(Saved data entries)
= Beginning of Section =
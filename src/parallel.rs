//! Data-parallel element-wise loops on a per-call worker pool.
//!
//! Every call builds a pool with the caller's thread count. Workers write disjoint slots of
//! the pre-allocated output, so the result never depends on the number of threads or on
//! scheduling order.
//!
//! # Example
//!
//! ```
//! use hostfuncs::parallel::{build_pool, scaled_product};
//!
//! let pool = build_pool(2).unwrap();
//! let mut y = vec![0.0; 4];
//! scaled_product(&pool, &[1.0, 2.0, 3.0, 4.0], &[1, 1, 1, 1], 2.0, 3.0, &mut y).unwrap();
//! assert_eq!(y, vec![5.0, 10.0, 15.0, 20.0]);
//! ```

use rayon::prelude::*;
use rayon::{ThreadPool, ThreadPoolBuilder};
use tracing::debug;

use crate::errors::{LogError, ParallelError};
use crate::log_write;
use crate::logs::LogSink;

/// Builds a pool with `threads` workers; anything below one means one.
pub fn build_pool(threads: i32) -> Result<ThreadPool, rayon::ThreadPoolBuildError> {
    let threads = usize::try_from(threads).unwrap_or(0).max(1);
    debug!(threads, "building worker pool");
    ThreadPoolBuilder::new().num_threads(threads).build()
}

fn check_len(name: &'static str, expected: usize, got: usize) -> Result<(), ParallelError> {
    if expected != got {
        return Err(ParallelError::LengthMismatch {
            name,
            expected,
            got,
        });
    }
    Ok(())
}

/// Computes `y[i] = x[i] * (a + b) * z[i]` on `pool`.
///
/// # Errors
/// Returns [`ParallelError::LengthMismatch`] if `z` or `y` differ in length from `x`.
pub fn scaled_product(
    pool: &ThreadPool,
    x: &[f64],
    z: &[i32],
    a: f64,
    b: f64,
    y: &mut [f64],
) -> Result<(), ParallelError> {
    check_len("Z", x.len(), z.len())?;
    check_len("Y", x.len(), y.len())?;
    let scale = a + b;
    pool.install(|| {
        y.par_iter_mut()
            .zip(x.par_iter().zip(z.par_iter()))
            .for_each(|(yi, (&xi, &zi))| *yi = xi * scale * f64::from(zi));
    });
    Ok(())
}

/// Computes `y[i] = x[i] * (a + b)` on `pool`.
pub fn scaled_sum(
    pool: &ThreadPool,
    x: &[f64],
    a: f64,
    b: f64,
    y: &mut [f64],
) -> Result<(), ParallelError> {
    check_len("Y", x.len(), y.len())?;
    let scale = a + b;
    pool.install(|| {
        y.par_iter_mut()
            .zip(x.par_iter())
            .for_each(|(yi, &xi)| *yi = xi * scale);
    });
    Ok(())
}

/// Line each worker writes from inside the parallel region.
pub const WORKER_TEMPLATE: &str = "omp_get_thread_num() = %2d, omp_get_num_procs() = %2d\n";

/// Has every worker of `pool` record its index and the processor count.
///
/// All workers append concurrently, so the lines can land in any order.
pub fn report_workers(pool: &ThreadPool, sink: &LogSink, level: i64) -> Result<(), LogError> {
    let num_procs = num_cpus::get();
    pool.broadcast(|ctx| log_write!(sink, level, WORKER_TEMPLATE, ctx.index(), num_procs))
        .into_iter()
        .collect()
}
= End of Section =
For each line above that carries the word "LogError", copy it out.

use crate::errors::{LogError, ParallelError};
pub fn report_workers(pool: &ThreadPool, sink: &LogSink, level: i64) -> Result<(), LogError> {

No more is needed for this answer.